Notwithstanding this limitation, we can make stockholder distributions to avoid
income taxes on asset sales. If a default under the facility exists, our ability
to pay dividends would be limited to the amount necessary to maintain our status
as a REIT unless the default is a payment default or bankruptcy event in which
case we would be prohibited from paying any dividends. The facility is
guaranteed by substantially all of our wholly-owned subsidiaries. As of March
31, 2003, we had $169 million outstanding on this credit facility. The weighted
average interest rate at March 31, 2003 was $2.29%.

As a result of our merger with IRT, we assumed IRT's obligations relating
to $150 million principal amount of Senior Notes, bearing interest at fixed
annual interest rates ranging from 7.25% to 7.84% and maturing between 2006 and
2012. The interest rate on one of the Senior Notes is dependent on our senior
unsecured debt rating. These notes have also been guaranteed by substantially
all of our wholly-owned subsidiaries.

As of March 31, 2003, we had a $5 million unsecured credit facility with
City National Bank of Florida and no amounts outstanding on this credit
facility. This facility secures $1,183 in outstanding letters of credit.

22


Our revolving credit facility balances as of March 31, 2003 and December
31, 2002 consisted of the following:

March 31, December 31,
2003 2002
---------- ------------
(in thousands)

Revolving Credit Facilities
City National Bank ......................... $ -- $ --
Wells Fargo ................................ 169,000 23,000
-------- --------
Total revolving credit facilities ............... $169,000 $ 23,000
======== ========


As of March 31, 2003, the amount available under the various revolving
credit facilities is $125 million based on the most recent available
calculations.

Our mortgage notes payable balances as of March 31, 2003 and December 31,
2002 consisted of the following:

March 31, December 31,
2003 2002
------------ ------------
(in thousands)

Mortgage Notes Payable
Fixed rate mortgage loans................ $.422,311 $ 307,508
Variable rate mortgage loans............. - 24,635
Unamortized premium on notes payable..... 7,137 -
---------- ----------
Total mortgage notes payable.......... $ 429,448 $ 332,143
========== ==========

Each of the mortgage loans is secured by a mortgage on one or more of
certain of our properties.
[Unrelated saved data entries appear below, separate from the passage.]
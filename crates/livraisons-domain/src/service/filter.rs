//! Delivery filtering

use std::collections::BTreeSet;

use livraisons_types::{DeliveryRecord, FilterCriteria};

fn contains_ci(haystack: &str, needle_lower: &str) -> bool {
    haystack.to_lowercase().contains(needle_lower)
}

/// Whether a delivery passes every active criterion
pub fn matches(delivery: &DeliveryRecord, criteria: &FilterCriteria) -> bool {
    if !criteria.search.is_empty() {
        let search = criteria.search.to_lowercase();
        let hit = contains_ci(&delivery.truck_immatriculation, &search)
            || contains_ci(&delivery.driver_names, &search)
            || contains_ci(&delivery.delivery_bond_number, &search)
            || contains_ci(&delivery.truck_owner, &search);
        if !hit {
            return false;
        }
    }

    if let Some(from) = criteria.date_from {
        if delivery.loading_date < from {
            return false;
        }
    }
    if let Some(to) = criteria.date_to {
        if delivery.loading_date > to {
            return false;
        }
    }

    if !criteria.plate_number.is_empty()
        && !contains_ci(
            &delivery.truck_immatriculation,
            &criteria.plate_number.to_lowercase(),
        )
    {
        return false;
    }

    if !criteria.owners.is_empty() && !criteria.owners.contains(&delivery.truck_owner) {
        return false;
    }

    if let Some(min) = criteria.weight_min {
        if delivery.weight_loaded < min {
            return false;
        }
    }
    if let Some(max) = criteria.weight_max {
        if delivery.weight_loaded > max {
            return false;
        }
    }

    true
}

/// Deliveries matching all criteria, in input order
pub fn filter_deliveries(deliveries: &[DeliveryRecord], criteria: &FilterCriteria) -> Vec<DeliveryRecord> {
    deliveries
        .iter()
        .filter(|d| matches(d, criteria))
        .cloned()
        .collect()
}

/// Sum of loaded weight in kilograms
pub fn total_weight(deliveries: &[DeliveryRecord]) -> f64 {
    deliveries.iter().map(|d| d.weight_loaded).sum()
}

/// Distinct owner names, sorted, for the owner picker
pub fn unique_owners(deliveries: &[DeliveryRecord]) -> Vec<String> {
    deliveries
        .iter()
        .map(|d| d.truck_owner.clone())
        .collect::<BTreeSet<_>>()
        .into_iter()
        .collect()
}
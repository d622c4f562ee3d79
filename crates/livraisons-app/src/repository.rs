//! Repository adapters for persistence layer

use std::path::PathBuf;

use livraisons_infra::FileRecordStore;
use livraisons_types::Result;

use crate::config::Config;

/// Open the record store in the configured directory
pub fn open_record_store(config: &Config) -> Result<FileRecordStore> {
    let store_dir = config.store_dir()?;
    FileRecordStore::open(store_dir)
}

/// Open the record store at a custom directory
pub fn open_record_store_at(store_dir: PathBuf) -> Result<FileRecordStore> {
    FileRecordStore::open(store_dir)
}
Some of the mortgage agreements contain monetary
penalties if the loan is repaid prior to maturity date. Certain of the mortgage
loans involving an aggregate principal balance of approximately $171 million,
contain prohibitions on transfers of ownership which may have been violated by
our previous issuances of common stock or in connection with past acquisitions
and may be violated by transactions involving our capital stock in the future.
If a violation were established, it could serve as a basis for a lender to
accelerate amounts due under the affected mortgage. We are in the process of
obtaining the necessary consents from the lenders. Based on discussions with
various lenders to date, current credit market conditions and other factors, we
believe that such consents will be obtained or that the mortgages would not be
accelerated. Accordingly, we believe that the ultimate outcome of this matter
will not have a material adverse impact on our results of operations or
financial condition.

As of March 31, 2003, our total debt of $741.3 million less our cash and
cash equivalents, cash held in escrow and securities available for sale, or
$724.8 million divided by our gross real estate assets of $1,450.7 million
equals 50.0%.

As of March 31, 2003, the balances due at the maturity of our various notes
payable (excluding unamortized premium) are as follows:

Principal Balance
-----------------
Year Due at Maturity

2003....................... $ 6,284
2004....................... 8,980
2005....................... 36,620
2006....................... 253,443
2007....................... 87,643
Thereafter................. 348,341
------------------
Total.................. $ 741,311
==================

23


Our debt level could subject us to various risks, including the risk that
our cash flow will be insufficient to meet required payments of principal and
interest, and the risk that the resulting reduced financial flexibility could
inhibit our ability to develop or improve our rental properties, withstand
downturns in our rental income or take advantage of business opportunities. In
addition, because we currently anticipate that only a small portion of the
principal of our indebtedness will be repaid prior to maturity, it is expected
that it will be necessary to refinance the majority of our debt. Accordingly,
there is a risk that such indebtedness will not be able to be refinanced or that
the terms of any refinancing will not be as favorable as the terms of our
current indebtedness.

We have entered into a ground lease with a drug store and expect to
commence development in the first half of 2003 of a 25,000 square foot
drug-store anchored shopping center on a parcel of land we already own at the
northeast corner of S.W. 147th Avenue and Coral Way in Miami-Dade County,
Florida at a total cost of $3.6 million. Development of phase three of the Shops
of Skylake, totaling approximately 75,000 square feet is anticipated to be
completed in early 2004 at an estimated cost of approximately $5.5 million.
Development of 20,000 square feet of retail space on our four acre site at Port
St. Lucie, Florida, adjacent to our Cashmere Corners retail Center, at a cost of
$1.8 million is expected to be completed in late 2003. In addition, as of March
31, 2003, in order to complete the construction of other in progress development
projects, we have committed to fund construction costs of $6 million. These
obligations principally comprise of construction contracts and are generally due
as the work is performed. We expect to fund the costs of the development of
projects from cash generated from our operations, borrowings under our various
revolving credit facilities and other sources of cash.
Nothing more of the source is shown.